#[cfg(test)]
mod tests {
    use super::*;
    use crate::error::Error;
    use std::collections::HashMap;

    fn lookup(vars: &[(&str, &str)]) -> impl Fn(&str) -> Option<String> {
        let map: HashMap<String, String> = vars
            .iter()
            .map(|(k, v)| (k.to_string(), v.to_string()))
            .collect();
        move |key: &str| map.get(key).cloned()
    }

    #[test]
    fn test_defaults() {
        let config = SlideshotConfig::from_lookup(lookup(&[])).unwrap();
        assert_eq!(config.base, "http://localhost:8000/");
        assert_eq!(config.scale, 1.0);
        assert_eq!(config.referer, None);
        assert_eq!(config.format, ImageFormat::Png);
        assert_eq!(config.quality, 90);
        assert_eq!(config.pattern, "*.html");
        assert_eq!(config.selector.as_deref(), Some(".slide"));
        assert!(!config.dry_run);
        assert!(config.sandbox);
    }

    #[test]
    fn test_environment_values() {
        let config = SlideshotConfig::from_lookup(lookup(&[
            ("BASE", "file://"),
            ("SCALE", "2"),
            ("REFERER", "https://example.com/"),
            ("OUT_EXT", "JPEG"),
            ("QUALITY", "75"),
        ]))
        .unwrap();
        assert_eq!(config.base, "file://");
        assert_eq!(config.scale, 2.0);
        assert_eq!(config.referer.as_deref(), Some("https://example.com/"));
        assert_eq!(config.format, ImageFormat::Jpeg);
        assert_eq!(config.quality, 75);
    }

    #[test]
    fn test_empty_environment_values_are_unset() {
        let config =
            SlideshotConfig::from_lookup(lookup(&[("BASE", ""), ("REFERER", "")])).unwrap();
        assert_eq!(config.base, DEFAULT_BASE);
        assert!(config.referer.is_none());
    }

    #[test]
    fn test_invalid_environment_numbers_are_rejected() {
        let err = SlideshotConfig::from_lookup(lookup(&[("SCALE", "big")])).unwrap_err();
        assert!(matches!(err, Error::Config(ConfigError::InvalidNumber { .. })));

        let err = SlideshotConfig::from_lookup(lookup(&[("QUALITY", "101")])).unwrap_err();
        assert!(matches!(err, Error::Config(ConfigError::QualityOutOfRange(101))));

        let err = SlideshotConfig::from_lookup(lookup(&[("OUT_EXT", "gif")])).unwrap_err();
        assert!(matches!(err, Error::Config(ConfigError::UnsupportedExtension(_))));
    }

    #[test]
    fn test_overrides_win_over_environment() {
        let config = SlideshotConfig::from_lookup(lookup(&[("SCALE", "2"), ("QUALITY", "50")]))
            .unwrap()
            .with_overrides(ConfigOverrides {
                scale: Some(3.0),
                pattern: Some("a.html,b.html".to_string()),
                dry_run: true,
                ..Default::default()
            });
        assert_eq!(config.scale, 3.0);
        assert_eq!(config.quality, 50);
        assert_eq!(config.pattern, "a.html,b.html");
        assert!(config.dry_run);
    }

    #[test]
    fn test_flags_shadow_malformed_environment() {
        let vars = [("SCALE", "abc"), ("QUALITY", "150"), ("OUT_EXT", "gif")];
        let config = SlideshotConfig::resolve(
            lookup(&vars),
            ConfigOverrides {
                scale: Some(2.0),
                quality: Some(80),
                format: Some(ImageFormat::Jpeg),
                dry_run: true,
                ..Default::default()
            },
        )
        .unwrap();
        assert_eq!(config.scale, 2.0);
        assert_eq!(config.quality, 80);
        assert_eq!(config.format, ImageFormat::Jpeg);

        let err = SlideshotConfig::resolve(
            lookup(&vars),
            ConfigOverrides {
                scale: Some(2.0),
                ..Default::default()
            },
        )
        .unwrap_err();
        assert!(matches!(err, Error::Config(ConfigError::UnsupportedExtension(_))));
    }

    #[test]
    fn test_unshadowed_environment_still_applies() {
        let config = SlideshotConfig::resolve(
            lookup(&[("BASE", "file://"), ("SCALE", "3")]),
            ConfigOverrides {
                base: Some("http://127.0.0.1:9000/".to_string()),
                ..Default::default()
            },
        )
        .unwrap();
        assert_eq!(config.base, "http://127.0.0.1:9000/");
        assert_eq!(config.scale, 3.0);
    }

    #[test]
    fn test_empty_selector_override_targets_body() {
        let config = SlideshotConfig::default().with_overrides(ConfigOverrides {
            selector: Some(String::new()),
            ..Default::default()
        });
        assert!(config.selector.is_none());
        assert!(config.summary().ends_with("selector=body"));
    }

    #[test]
    fn test_zero_asset_timeout_disables_bound() {
        let config = SlideshotConfig::default().with_overrides(ConfigOverrides {
            asset_timeout: Some(Duration::ZERO),
            ..Default::default()
        });
        assert!(config.asset_timeout.is_none());
    }

    #[test]
    fn test_image_format_parsing() {
        assert_eq!("png".parse::<ImageFormat>().unwrap(), ImageFormat::Png);
        assert_eq!("jpg".parse::<ImageFormat>().unwrap(), ImageFormat::Jpeg);
        assert_eq!(" Jpeg ".parse::<ImageFormat>().unwrap(), ImageFormat::Jpeg);
        assert!("webp".parse::<ImageFormat>().is_err());
    }

    #[test]
    fn test_jpeg_extension_is_normalized() {
        assert_eq!(ImageFormat::Jpeg.extension(), "jpg");
        assert!(ImageFormat::Jpeg.uses_quality());
        assert!(!ImageFormat::Png.uses_quality());
    }

    #[test]
    fn test_parse_quality_bounds() {
        assert_eq!(parse_quality("q", "0").unwrap(), 0);
        assert_eq!(parse_quality("q", "100").unwrap(), 100);
        assert!(parse_quality("q", "-1").is_err());
        assert!(parse_quality("q", "ninety").is_err());
    }
}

# [Goal of the exercise]
Using the listing above, copy exactly the line that contains "assert_eq!(config.referer, None);", the line that contains "assert_eq!(config.quality, 50);", and each line that falls between them.

# [Exercise output]
        assert_eq!(config.referer, None);
        assert_eq!(config.format, ImageFormat::Png);
        assert_eq!(config.quality, 90);
        assert_eq!(config.pattern, "*.html");
        assert_eq!(config.selector.as_deref(), Some(".slide"));
        assert!(!config.dry_run);
        assert!(config.sandbox);
    }

    #[test]
    fn test_environment_values() {
        let config = SlideshotConfig::from_lookup(lookup(&[
            ("BASE", "file://"),
            ("SCALE", "2"),
            ("REFERER", "https://example.com/"),
            ("OUT_EXT", "JPEG"),
            ("QUALITY", "75"),
        ]))
        .unwrap();
        assert_eq!(config.base, "file://");
        assert_eq!(config.scale, 2.0);
        assert_eq!(config.referer.as_deref(), Some("https://example.com/"));
        assert_eq!(config.format, ImageFormat::Jpeg);
        assert_eq!(config.quality, 75);
    }

    #[test]
    fn test_empty_environment_values_are_unset() {
        let config =
            SlideshotConfig::from_lookup(lookup(&[("BASE", ""), ("REFERER", "")])).unwrap();
        assert_eq!(config.base, DEFAULT_BASE);
        assert!(config.referer.is_none());
    }

    #[test]
    fn test_invalid_environment_numbers_are_rejected() {
        let err = SlideshotConfig::from_lookup(lookup(&[("SCALE", "big")])).unwrap_err();
        assert!(matches!(err, Error::Config(ConfigError::InvalidNumber { .. })));

        let err = SlideshotConfig::from_lookup(lookup(&[("QUALITY", "101")])).unwrap_err();
        assert!(matches!(err, Error::Config(ConfigError::QualityOutOfRange(101))));

        let err = SlideshotConfig::from_lookup(lookup(&[("OUT_EXT", "gif")])).unwrap_err();
        assert!(matches!(err, Error::Config(ConfigError::UnsupportedExtension(_))));
    }

    #[test]
    fn test_overrides_win_over_environment() {
        let config = SlideshotConfig::from_lookup(lookup(&[("SCALE", "2"), ("QUALITY", "50")]))
            .unwrap()
            .with_overrides(ConfigOverrides {
                scale: Some(3.0),
                pattern: Some("a.html,b.html".to_string()),
                dry_run: true,
                ..Default::default()
            });
        assert_eq!(config.scale, 3.0);
        assert_eq!(config.quality, 50);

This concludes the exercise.